>>>

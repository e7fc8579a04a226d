//! Device-level networking and system objects.

use serde_json::{json, Map, Value};
use tmsh_conf_core::{unquote, ConfValue, ConfigNode};

use super::{with_class, Context, Converted};
use crate::kind::ObjectKind;
use crate::location::resolve_path;

/// Device singletons are stored under fixed names.
const DNS_NAME: &str = "dns";
const NTP_NAME: &str = "ntp";

pub fn convert(
    kind: ObjectKind,
    node: &ConfigNode,
    properties: Map<String, Value>,
    ctx: &mut Context,
) -> Option<Converted> {
    match kind {
        ObjectKind::GlobalSettings => {
            let Some(hostname) = node.get_str("hostname") else {
                ctx.warn(node, "global settings carry no hostname");
                return None;
            };
            let mut settings = Map::new();
            settings.insert("hostname".into(), json!(unquote(hostname)));
            Some(Converted::TenantSettings(settings))
        }
        ObjectKind::Dns => Some(Converted::single(DNS_NAME, with_class("DNS", properties))),
        ObjectKind::Ntp => Some(Converted::single(NTP_NAME, with_class("NTP", properties))),
        ObjectKind::Vlan => Some(vlan(node, properties)),
        ObjectKind::SelfIp => Some(self_ip(node, properties)),
        ObjectKind::Route => {
            let route = with_class("Route", properties);
            Some(Converted::single(resolve_path(&node.path).profile, route))
        }
        _ => {
            ctx.warn(node, "not a device object");
            None
        }
    }
}

fn vlan(node: &ConfigNode, properties: Map<String, Value>) -> Converted {
    let mut vlan = with_class("VLAN", properties);

    let interfaces: Vec<Value> = match node.get("interfaces") {
        Some(ConfValue::Map(interfaces)) => interfaces
            .iter()
            .map(|(name, settings)| {
                let tagged = settings.get("tagged").is_some();
                json!({ "name": unquote(name), "tagged": tagged })
            })
            .collect(),
        Some(other) => other
            .items()
            .into_iter()
            .map(|name| json!({ "name": unquote(name), "tagged": false }))
            .collect(),
        None => Vec::new(),
    };
    vlan.insert("interfaces".into(), Value::Array(interfaces));

    Converted::single(resolve_path(&node.path).profile, vlan)
}

fn self_ip(node: &ConfigNode, properties: Map<String, Value>) -> Converted {
    let mut self_ip = with_class("SelfIp", properties);

    if let Some(vlan) = node.get_str("vlan") {
        self_ip.insert("vlan".into(), json!(last_segment(vlan)));
    }
    if let Some(group) = node.get_str("traffic-group") {
        self_ip.insert("trafficGroup".into(), json!(last_segment(group)));
    }
    let allow = match node.get("allow-service") {
        Some(ConfValue::Str(mode)) if !mode.is_empty() => json!(unquote(mode)),
        Some(list) if !list.items().is_empty() => json!(list.items()),
        _ => json!("none"),
    };
    self_ip.insert("allowService".into(), allow);

    Converted::single(resolve_path(&node.path).profile, self_ip)
}

fn last_segment(path: &str) -> &str {
    let path = unquote(path);
    path.rsplit('/').next().unwrap_or(path)
}

#[cfg(test)]
mod tests {
    use pretty_assertions::assert_eq;
    use serde_json::{json, Map, Value};
    use tmsh_conf_core::parse;

    use super::convert;
    use crate::kind::ObjectKind;
    use crate::property_map::PropertyMapTable;
    use crate::transform::{Context, Converted};

    fn first_object(text: &str) -> (String, Value) {
        let parsed = parse(text).expect("parse");
        let table = PropertyMapTable::new();
        let mut ctx = Context::new(&parsed, &table);
        let node = &parsed.nodes[0];
        match convert(ObjectKind::from_keyword(&node.keyword), node, Map::new(), &mut ctx) {
            Some(Converted::Objects(mut objects)) => {
                let first = objects.remove(0);
                (first.name, Value::Object(first.object))
            }
            other => panic!("unexpected conversion {other:?}"),
        }
    }

    #[test]
    fn vlan_interfaces() {
        let (name, vlan) = first_object(
            "net vlan /Common/external {\n    interfaces {\n        1.1 { }\n        1.2 {\n            tagged\n        }\n    }\n    tag 4094\n}\n",
        );
        assert_eq!(name, "external");
        assert_eq!(
            vlan["interfaces"],
            json!([{"name": "1.1", "tagged": false}, {"name": "1.2", "tagged": true}])
        );
    }

    #[test]
    fn self_ip_references() {
        let (name, self_ip) = first_object(
            "net self /Common/external-self {\n    address 10.1.10.5/24\n    allow-service {\n        default\n    }\n    traffic-group /Common/traffic-group-local-only\n    vlan /Common/external\n}\n",
        );
        assert_eq!(name, "external-self");
        assert_eq!(self_ip["vlan"], json!("external"));
        assert_eq!(self_ip["trafficGroup"], json!("traffic-group-local-only"));
        assert_eq!(self_ip["allowService"], json!(["default"]));
    }

    #[test]
    fn hostname_goes_to_tenant() {
        let parsed = parse("sys global-settings {\n    hostname bigip1.example.com\n}\n")
            .expect("parse");
        let table = PropertyMapTable::new();
        let mut ctx = Context::new(&parsed, &table);
        let converted = convert(
            ObjectKind::GlobalSettings,
            &parsed.nodes[0],
            Map::new(),
            &mut ctx,
        );
        let Some(Converted::TenantSettings(settings)) = converted else {
            panic!("expected tenant settings");
        };
        assert_eq!(settings["hostname"], json!("bigip1.example.com"));
    }
}
use serde::Serialize;
use serde_json::Value;

use crate::engine::Conversion;

#[derive(Debug, Clone, Copy, PartialEq, Eq, Serialize)]
pub struct ConversionSummary {
    pub tenants: usize,
    pub applications: usize,
    pub objects: usize,
    pub unsupported: usize,
    pub warnings: usize,
}

pub fn summarize(conversion: &Conversion) -> ConversionSummary {
    let tenants: Vec<&Value> = containers(&conversion.declaration, "Tenant").collect();
    let applications: Vec<&Value> = tenants
        .iter()
        .flat_map(|tenant| containers(*tenant, "Application"))
        .collect();

    ConversionSummary {
        tenants: tenants.len(),
        applications: applications.len(),
        objects: tenants
            .iter()
            .chain(applications.iter())
            .map(|container| count_objects(container))
            .sum(),
        unsupported: conversion.unsupported.len(),
        warnings: conversion.warnings.len(),
    }
}

pub fn render(summary: ConversionSummary) -> String {
    format!(
        "convert_summary tenants={} applications={} objects={} unsupported={} warnings={}",
        summary.tenants,
        summary.applications,
        summary.objects,
        summary.unsupported,
        summary.warnings
    )
}

fn containers<'a>(parent: &'a Value, class: &'a str) -> impl Iterator<Item = &'a Value> + 'a {
    parent
        .as_object()
        .into_iter()
        .flat_map(|map| map.values())
        .filter(move |child| child.get("class").and_then(Value::as_str) == Some(class))
}

/// Classed children that are not themselves containers.
fn count_objects(container: &Value) -> usize {
    container
        .as_object()
        .map(|map| {
            map.values()
                .filter_map(|child| child.get("class").and_then(Value::as_str))
                .filter(|class| *class != "Application" && *class != "Tenant")
                .count()
        })
        .unwrap_or(0)
}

<<<

**Exercise description**
Whenever the word "trafficGroup" occurs in a line above, copy that line.

**Output**
        self_ip.insert("trafficGroup".into(), json!(last_segment(group)));
        assert_eq!(self_ip["trafficGroup"], json!("traffic-group-local-only"));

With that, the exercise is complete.